Veleiros à vista
Trip acompanhou a passagem pelo Rio de Janeiro da Volvo Ocean Race, maior regata do mundo
Realmente são incansáveis esses velejadores. Depois de 41 dias navegando ininterruptamente da China para o Brasil, o que eles fizeram? Simples, velejaram mais. Muito mais. Talvez seja exatamente esse o pré-requisito para alguém que queira participar da Volvo Ocean Race, a regata de volta ao mundo: ser incansável.
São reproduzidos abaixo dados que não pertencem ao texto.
use actix_web::{
    error::ResponseError,
    http::{header::ContentType, StatusCode},
    HttpResponse,
};
use checkout_engine::{CheckoutError, ErrorKind};
use log::*;
use thiserror::Error;

#[derive(Debug, Error)]
pub enum ServerError {
    #[error("Could not initialize server. {0}")]
    InitializeError(String),
    #[error("An error occurred on the backend of the server. {0}")]
    BackendError(String),
    #[error("Could not read request body: {0}")]
    InvalidRequestBody(String),
    #[error("An I/O error happened in the server. {0}")]
    IOError(#[from] std::io::Error),
    #[error("UnspecifiedError. {0}")]
    Unspecified(String),
    #[error("{0}")]
    InvalidRequest(String),
    #[error("{0}")]
    Conflict(String),
    #[error("The data was not found. {0}")]
    NoRecordFound(String),
    #[error("The payment provider could not complete the request. {0}")]
    ProviderError(String),
}

impl ResponseError for ServerError {
    fn status_code(&self) -> StatusCode {
        match self {
            Self::InvalidRequestBody(_) => StatusCode::BAD_REQUEST,
            Self::InvalidRequest(_) => StatusCode::BAD_REQUEST,
            Self::Conflict(_) => StatusCode::CONFLICT,
            Self::NoRecordFound(_) => StatusCode::NOT_FOUND,
            Self::ProviderError(_) => StatusCode::FAILED_DEPENDENCY,
            Self::InitializeError(_) => StatusCode::INTERNAL_SERVER_ERROR,
            Self::BackendError(_) => StatusCode::INTERNAL_SERVER_ERROR,
            Self::IOError(_) => StatusCode::INTERNAL_SERVER_ERROR,
            Self::Unspecified(_) => StatusCode::INTERNAL_SERVER_ERROR,
        }
    }

    fn error_response(&self) -> HttpResponse {
        HttpResponse::build(self.status_code())
            .insert_header(ContentType::json())
            .body(serde_json::json!({ "error": self.to_string() }).to_string())
    }
}

impl From<CheckoutError> for ServerError {
    fn from(e: CheckoutError) -> Self {
        match e.kind() {
            ErrorKind::Input => Self::InvalidRequest(e.to_string()),
            ErrorKind::Guard => Self::Conflict(e.to_string()),
            ErrorKind::NotFound => Self::NoRecordFound(e.to_string()),
            ErrorKind::Provider => Self::ProviderError(e.to_string()),
            // Storage errors can carry SQL and file paths. Log them and hand back something bland.
            ErrorKind::Persistence => {
                error!("💻️ Backend error. {e}");
                Self::BackendError("Please try again later.".into())
            },
        }
    }
}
Enquanto os barcos estão na água, o trabalho da equipe é intenso, a comida escassa, o sono curto e o conforto inexistente. Mas isso não é um problema. Pelo contrário, ninguém por ali troca a experiência de passar semanas no mar por alguns dias comuns em terra.
Já são seis meses de competição na Volvo Ocean Race 2008/2009. A corrida começou em Alicante, na Espanha, em outubro do ano passado, e já passou por África do Sul, Índia, Cingapura, China e agora Brasil. E ainda tem muito chão, ou melhor, oceano, pela frente. Mais cinco países receberão os barcos até o fim da disputa em junho deste ano, na Rússia. De todas as etapas, nenhuma pode ser comparada ao percurso entre Quingdao, na China, e Rio de Janeiro. “Foi ridiculamente longo. Nós estávamos mentalmente preparados para isso, mas 41 dias dentro de um barco é um tempo muito grande. Estou orgulhoso de ter feito isso, mas não planejo fazer de novo. Não num futuro próximo, com certeza”, deixa claro o americano Ken Read, capitão da equipe Puma, atual segunda colocada – em primeiro lugar está a Ericsson 4, comandada por Torben Grael.
Sem dúvida a travessia foi intensa. Ainda assim, em cada ancorada dos veleiros, é realizada uma corrida local, a In-port Race, antes da largada para um novo destino. Para isso, cada equipe convida dois velejadores extras para integrar o time. Reinaldo Conrad, o experiente navegador de 66 anos, foi um dos escolhidos pela Puma.
Curiosamente o convite para Reinaldo surgiu graças à matéria feita pela Trip com ele em outubro do ano passado. “Preciso agradecer a vocês”, disse ao repórter. “Só estou aqui por causa daquela matéria.” Não à toa, a edição da revista era sobre longevidade – e Reinaldo planeja competir na Olimpíada de 2016, quando estará com 73 anos.
Olimpíada até vai, mas dar a volta ao mundo em uma Volvo Ocean Race não. “O desafio é muito grande, a dedicação tem que ser enorme. Precisa de uma estrutura diferenciada para aguentar essa distância”, diz Conrad. “Além do esforço físico, tem o psicológico. O grande desafio da equipe é fazer com que um não fique irritado com o outro, porque vão ter que conviver naqueles poucos metros durante muitos dias. Na regata não se descansa nunca. Não existe um momento de lazer pra relaxar. É trabalho contínuo, 24 horas, vários dias.” E aposentadoria, Reinaldo? “Não, não. Sou muito novo para isso.”
Sem glamour
Depois de Reinaldo Conrad, foi a minha vez de entrar no barco Il Mostro, a convite da equipe Puma, para participar de uma regata. Apenas algumas décadas de experiência me diferenciavam de Reinaldo, mas resolvi aceitar o convite.
Passar semanas em alto-mar morando dentro daquele barco realmente não parece confortável. São 21 m de comprimento por 6 m de largura para acomodar 11 tripulantes. Na parte interna, algumas macas penduradas na lateral do barco servem de cama. Dorme-se pouco, e se possível. De quatro em quatro horas grupos de quatro tripulantes descem para dormir – quando o barulho permite.
“É como morar dentro de uma bateria. Você ouve alguém batendo no barco o tempo inteiro”, resume Ken Read. Mas chuveiro para encarar mais de 40 dias de mar vocês têm, certo Ken? “Oh Deus, não. Nós ficamos imundos, nojentos. Somos um grupo de pessoas fedidas aprendendo a conviver uns com os outros em um espaço muito pequeno. Ou estamos com muito frio, ou com muito calor, ou muito molhados... Não é a coisa mais glamorosa do mundo, tenho certeza disso. É como viver em uma cela de cadeia.”
E para quem acha que velejar é um esporte sem emoção, Ken tem a resposta. “Emoção? É tudo sobre emoção. Dar a volta ao mundo viajando através do oceano, passando por China, Vietnã, Fiji, Índia... Esses são lugares inacreditáveis por onde eu nunca na minha vida imaginei que velejaria. Tem sido um tour fenomenal e quanto mais percorremos mais emocionante fica.”